Managing swine respiratory diseases
2012 World Pork Expo seminar covers the latest PRRS, PCV2 and M. hyo disease research
Controlling swine respiratory diseases, such as Porcine Reproductive and Respiratory Syndrome (PRRS), Porcine Circovirus Associated Disease (PCV2) and mycoplasma pneumoniae (M. hyo), is one of the key challenges for pig producers and veterinarians.
During the 2012 World Pork Expo, pig experts discussed the impacts of these diseases, the latest research and effective ways to manage respiratory diseases on modern pig farms. Dr. John Waddell, DMV, professional services veterinarian for Boehringer Ingelheim Vetmedica Inc., discussed the economic impacts of respiratory diseases on pig farms. “These diseases have drastic economic impacts on the swine industry; the PRRS virus alone is estimated to cost the U.S. swine industry $664 million annually,” said Waddell who suggested using a five-step process to help manage respiratory diseases:
- Identify desired goals
- Determine current status of farm
- Understand current constraints
- Develop solution options
- Implement and monitor preferred solutions
“Managing these respiratory diseases is critical for pig producers and there is not one solution that fits for all the respiratory diseases," said Waddell. "Implementing a five-step animal health model can lead to increased awareness of specific pathogens involved in respiratory disease issues within a system. The five-step process also allows for the proper intervention to be implemented to best control the problem within a specific system."

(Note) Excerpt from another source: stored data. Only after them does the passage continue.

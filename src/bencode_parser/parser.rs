use nom::{
    IResult, Parser,
    branch::alt,
    bytes::complete::take,
    character::complete::{char, digit1},
    combinator::{consumed, opt, recognize},
    multi::{many_till, many0},
    sequence::{delimited, pair, preceded},
};
use std::collections::BTreeMap;

pub use nom::Err;

use crate::bencode_parser::errors::BencodeError;
type BErr<'a> = BencodeError<&'a [u8]>;
type BenResult<'a> = IResult<&'a [u8], Value<'a>, BErr<'a>>;

#[derive(Debug, Clone, PartialEq, Eq)]
pub enum Value<'a> {
    Bytes(&'a [u8]),
    Integer(i64),
    List(Vec<Self>),
    /// `raw` is the exact encoded span of the dictionary, used for info hashes.
    Dictionary {
        entries: BTreeMap<&'a [u8], Self>,
        raw: &'a [u8],
    },
}

impl<'a> Value<'a> {
    fn parse_integer(start_inp: &'a [u8]) -> BenResult<'a> {
        let (inp, value) = delimited(
            char::<_, BErr<'a>>('i'),
            recognize(pair(opt(char('-')), digit1)),
            char('e'),
        )
        .parse(start_inp)?;

        let value_str = std::str::from_utf8(value)
            .map_err(|_| nom::Err::Failure(BencodeError::InvalidInteger(start_inp)))?;

        if value_str.starts_with("-0") || (value_str.starts_with('0') && value_str.len() > 1) {
            Err(nom::Err::Failure(BencodeError::InvalidInteger(start_inp)))
        } else {
            let value_integer: i64 = value_str
                .parse()
                .map_err(|e| nom::Err::Failure(BencodeError::ParseIntError(start_inp, e)))?;
            Ok((inp, Value::Integer(value_integer)))
        }
    }

    fn parse_bytes(start_inp: &'a [u8]) -> BenResult<'a> {
        let (inp, length) = digit1::<_, BErr<'a>>(start_inp)?;

        let (inp, _) = char::<_, BErr<'a>>(':').parse(inp)?;

        let length = std::str::from_utf8(length)
            .map_err(|_| nom::Err::Failure(BencodeError::InvalidBytesLength(start_inp)))?;

        if length.len() > 1 && length.starts_with('0') {
            return Err(nom::Err::Failure(BencodeError::InvalidBytesLength(start_inp)));
        }

        let length: usize = length
            .parse()
            .map_err(|e| nom::Err::Failure(BencodeError::ParseIntError(start_inp, e)))?;

        let (inp, characters) = take::<usize, &'a [u8], BErr<'a>>(length).parse(inp)?;

        Ok((inp, Value::Bytes(characters)))
    }

    fn parse_list(start_inp: &'a [u8]) -> BenResult<'a> {
        let (inp, value) = preceded(
            char('l'),
            many_till(
                alt((
                    Self::parse_bytes,
                    Self::parse_integer,
                    Self::parse_list,
                    Self::parse_dict,
                )),
                char('e'),
            ),
        )
        .parse(start_inp)?;

        Ok((inp, Value::List(value.0)))
    }

    fn parse_dict(start_inp: &'a [u8]) -> BenResult<'a> {
        let (inp, (raw, value)) = consumed(preceded(
            char('d'),
            many_till(
                pair(
                    Self::parse_bytes,
                    alt((
                        Self::parse_bytes,
                        Self::parse_integer,
                        Self::parse_list,
                        Self::parse_dict,
                    )),
                ),
                char('e'),
            ),
        ))
        .parse(start_inp)?;

        let entries = value
            .0
            .into_iter()
            .filter_map(|(key, value)| match key {
                // parse_bytes only ever yields Bytes
                Value::Bytes(key) => Some((key, value)),
                _ => None,
            })
            .collect();

        Ok((inp, Value::Dictionary { entries, raw }))
    }

    pub fn as_bytes(&self) -> Option<&'a [u8]> {
        match self {
            Value::Bytes(b) => Some(b),
            _ => None,
        }
    }

    pub fn as_str(&self) -> Option<&'a str> {
        self.as_bytes().and_then(|b| std::str::from_utf8(b).ok())
    }

    pub fn as_integer(&self) -> Option<i64> {
        match self {
            Value::Integer(i) => Some(*i),
            _ => None,
        }
    }

    pub fn as_list(&self) -> Option<&[Value<'a>]> {
        match self {
            Value::List(items) => Some(items),
            _ => None,
        }
    }

    pub fn as_dict(&self) -> Option<&BTreeMap<&'a [u8], Value<'a>>> {
        match self {
            Value::Dictionary { entries, .. } => Some(entries),
            _ => None,
        }
    }

    /// Dictionary lookup; `None` for missing keys and non-dictionaries.
    pub fn get(&self, key: &[u8]) -> Option<&Value<'a>> {
        self.as_dict().and_then(|d| d.get(key))
    }

    /// The encoded bytes of a dictionary value.
    pub fn raw(&self) -> Option<&'a [u8]> {
        match self {
            Value::Dictionary { raw, .. } => Some(raw),
            _ => None,
        }
    }
}

/// Parses the provided bencode `source`.
///
/// # Errors
/// Returns `Err` if there was an error parsing `source`.
pub fn parse(source: &[u8]) -> Result<Vec<Value<'_>>, Err<BencodeError<&[u8]>>> {
    let (rest, items) = many0(alt((
        Value::parse_bytes,
        Value::parse_integer,
        Value::parse_list,
        Value::parse_dict,
    )))
    .parse(source)?;

    if !rest.is_empty() {
        return Err(Err::Error(BencodeError::TrailingData(rest)));
    }

    Ok(items)
}

/// Parses a document holding exactly one top-level value.
pub fn parse_single(source: &[u8]) -> Result<Value<'_>, Err<BencodeError<&[u8]>>> {
    let mut items = parse(source)?;
    if items.len() != 1 {
        return Err(Err::Error(BencodeError::ValueCount(items.len())));
    }
    Ok(items.remove(0))
}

Dr. Darin Madson, DVM, assistant professor of pathology at the Iowa State University Veterinary Diagnostic Laboratory, presented the latest research findings on PCV2 In-Utero Transfer Results in Viremic Neonates and the role of pig vaccination. Madson said that PCV2 infection can manifest as reproductive failure or be subclinical fetal infection. In-utero PCV2 infections are more common than clinical reproductive disease. “Research indicates that dam vaccination decreases reproductive disease, in-utero infection and secretion of virus through milk and colostrums,” said Madson. “Also, research shows dam vaccination improves herd reproductive parameters, piglet weaning weights and has an effect on nursery/growth-finish mortality.”